**Dataset entries:**
--------
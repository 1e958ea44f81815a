//! Date/time tool

use async_trait::async_trait;
use chrono::Utc;
use serde_json::Value;

use crate::{Result, Tool, ToolResult, ToolSchema};

/// Tool that returns the current date and time
pub struct DateTimeTool;

#[async_trait]
impl Tool for DateTimeTool {
    fn name(&self) -> &str {
        "date_time"
    }

    fn description(&self) -> &str {
        "Get the current date and time in ISO 8601 format"
    }

    fn parameters_schema(&self) -> ToolSchema {
        // No parameters needed
        ToolSchema::new().with_description("No parameters required")
    }

    async fn execute(&self, _params: Value) -> Result<ToolResult> {
        let now = Utc::now();

        Ok(ToolResult::success(serde_json::json!({
            "timestamp": now.to_rfc3339(),
            "unix": now.timestamp(),
            "formatted": now.format("%Y-%m-%d %H:%M:%S UTC").to_string(),
        })))
    }
}
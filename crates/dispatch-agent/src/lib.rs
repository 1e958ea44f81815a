//! Agent Loop
//!
//! Ties the provider, tool and event crates together into one
//! builder-constructed agent with a single-shot `run` operation.
//!
//! # Example
//!
//! ```no_run
//! use dispatch_agent::Agent;
//! use dispatch_llm::{Model, OpenAIProvider};
//! use dispatch_tools::{builtin::DateTimeTool, ToolRegistry};
//!
//! #[tokio::main]
//! async fn main() -> Result<(), Box<dyn std::error::Error>> {
//!     let provider = OpenAIProvider::new("api-key", Model::Gpt4o)?;
//!     let tools = ToolRegistry::new();
//!     tools.register(DateTimeTool)?;
//!
//!     let agent = Agent::builder()
//!         .provider(provider)
//!         .tools(tools)
//!         .build()?;
//!
//!     let response = agent.run("What time is it?").await?;
//!     println!("{}", response);
//!
//!     Ok(())
//! }
//! ```

pub mod agent;
pub mod error;
pub mod parser;

// Re-exports
pub use agent::{Agent, AgentBuilder, AgentOptions};
pub use error::{AgentError, Result};
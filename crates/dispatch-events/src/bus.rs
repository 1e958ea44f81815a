//! Event bus

use std::sync::Arc;
use tokio::sync::broadcast;

use crate::RunEvent;

const DEFAULT_CAPACITY: usize = 1000;

/// Broadcast bus for run events
///
/// Events are fanned out to all subscribers; with no subscribers they are
/// dropped. Cloning shares the underlying channel, and the channel closes
/// once every clone has been dropped.
#[derive(Clone)]
pub struct EventBus {
    sender: Arc<broadcast::Sender<RunEvent>>,
}

impl EventBus {
    /// Create a new bus with the given channel capacity
    pub fn new(capacity: usize) -> Self {
        let (sender, _) = broadcast::channel(capacity);
        Self {
            sender: Arc::new(sender),
        }
    }

    /// Emit an event to all subscribers
    pub fn emit(&self, event: RunEvent) {
        tracing::trace!(run_id = %event.run_id(), "run event: {}",
            serde_json::to_string(&event).unwrap_or_default()
        );

        // Ignore the error when there are no receivers
        let _ = self.sender.send(event);
    }

    /// Subscribe to all future events
    pub fn subscribe(&self) -> broadcast::Receiver<RunEvent> {
        self.sender.subscribe()
    }

    /// Get the number of active subscribers
    pub fn subscriber_count(&self) -> usize {
        self.sender.receiver_count()
    }
}

impl Default for EventBus {
    fn default() -> Self {
        Self::new(DEFAULT_CAPACITY)
    }
}
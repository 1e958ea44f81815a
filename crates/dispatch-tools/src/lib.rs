//! Tool Calling System
//!
//! The capability infrastructure an agent exposes to its model: the [`Tool`]
//! trait, a thread-safe registry, JSON-schema rendering for provider
//! function definitions, and the built-in date/time capability.

pub mod error;
pub mod registry;
pub mod schema;
pub mod tool;

// Built-in tools
pub mod builtin;

// Re-exports
pub use error::{Result, ToolError};
pub use registry::ToolRegistry;
pub use schema::ToolSchema;
pub use tool::{Tool, ToolResult};

#[cfg(test)]
mod tests {
    use super::*;

    #[test]
    fn test_module_exports() {
        let registry = ToolRegistry::new();
        assert_eq!(registry.count(), 0);
    }
}
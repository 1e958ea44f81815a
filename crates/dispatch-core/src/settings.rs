//! Runtime settings
//!
//! Settings layer independently of the execution mode: defaults, then an
//! optional `dispatch.toml`, then `DISPATCH__`-prefixed environment
//! variables (e.g. `DISPATCH__RUN__MAX_ITERATIONS=5`).

use serde::{Deserialize, Serialize};
use std::path::Path;

use crate::error::{CoreError, Result};

/// Default settings file looked up next to the binary's working directory
pub const SETTINGS_FILE: &str = "dispatch.toml";

/// Top-level runtime settings
#[derive(Debug, Clone, Serialize, Deserialize)]
pub struct Settings {
    /// Logging configuration
    #[serde(default)]
    pub logging: LoggingSettings,

    /// Run behavior
    #[serde(default)]
    pub run: RunSettings,
}

/// Logging configuration
#[derive(Debug, Clone, Serialize, Deserialize)]
pub struct LoggingSettings {
    /// Log level: trace, debug, info, warn, error
    #[serde(default = "default_log_level")]
    pub level: String,

    /// Use JSON format
    #[serde(default)]
    pub json: bool,
}

/// Behavior of a single agent run
#[derive(Debug, Clone, Serialize, Deserialize)]
pub struct RunSettings {
    /// Name reported in telemetry
    #[serde(default = "default_agent_name")]
    pub agent_name: String,

    /// System message handed to the agent
    #[serde(default = "default_system_message")]
    pub system_message: String,

    /// Maximum iterations of the tool loop
    #[serde(default = "default_max_iterations")]
    pub max_iterations: usize,

    /// Provider request timeout in seconds
    #[serde(default = "default_request_timeout_secs")]
    pub request_timeout_secs: u64,
}

fn default_log_level() -> String {
    "info".to_string()
}

fn default_agent_name() -> String {
    "dispatch".to_string()
}

fn default_system_message() -> String {
    "You are a helpful AI assistant.".to_string()
}

fn default_max_iterations() -> usize {
    10
}

fn default_request_timeout_secs() -> u64 {
    60
}

impl Default for LoggingSettings {
    fn default() -> Self {
        Self {
            level: default_log_level(),
            json: false,
        }
    }
}

impl Default for RunSettings {
    fn default() -> Self {
        Self {
            agent_name: default_agent_name(),
            system_message: default_system_message(),
            max_iterations: default_max_iterations(),
            request_timeout_secs: default_request_timeout_secs(),
        }
    }
}

impl Default for Settings {
    fn default() -> Self {
        Self {
            logging: LoggingSettings::default(),
            run: RunSettings::default(),
        }
    }
}

/// Load settings from a file, with environment overrides applied on top
pub fn load_settings<P: AsRef<Path>>(path: P) -> Result<Settings> {
    let path = path.as_ref();

    if !path.exists() {
        return Err(CoreError::config(format!(
            "Settings file not found: {}",
            path.display()
        )));
    }

    let loaded = config::Config::builder()
        .add_source(config::File::from(path))
        .add_source(config::Environment::with_prefix("DISPATCH").separator("__"))
        .build()?;

    let settings: Settings = loaded.try_deserialize()?;

    tracing::debug!(path = %path.display(), "settings loaded");

    Ok(settings)
}

/// Load settings, falling back to defaults when the file is absent
pub fn load_settings_or_default<P: AsRef<Path>>(path: P) -> Settings {
    match load_settings(path) {
        Ok(settings) => settings,
        Err(e) => {
            tracing::debug!("using default settings: {e}");
            Settings::default()
        }
    }
}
--------
**AIM OF THE EXERCISE:** Could you return all lines from the records that include the word "crates"?

**REPLY TO THE EXERCISE:**
filename crates/dispatch-agent/src/lib.rs
//! Ties the provider, tool and event crates together into one
filename crates/dispatch-events/src/bus.rs
filename crates/dispatch-tools/src/lib.rs
filename crates/dispatch-core/src/settings.rs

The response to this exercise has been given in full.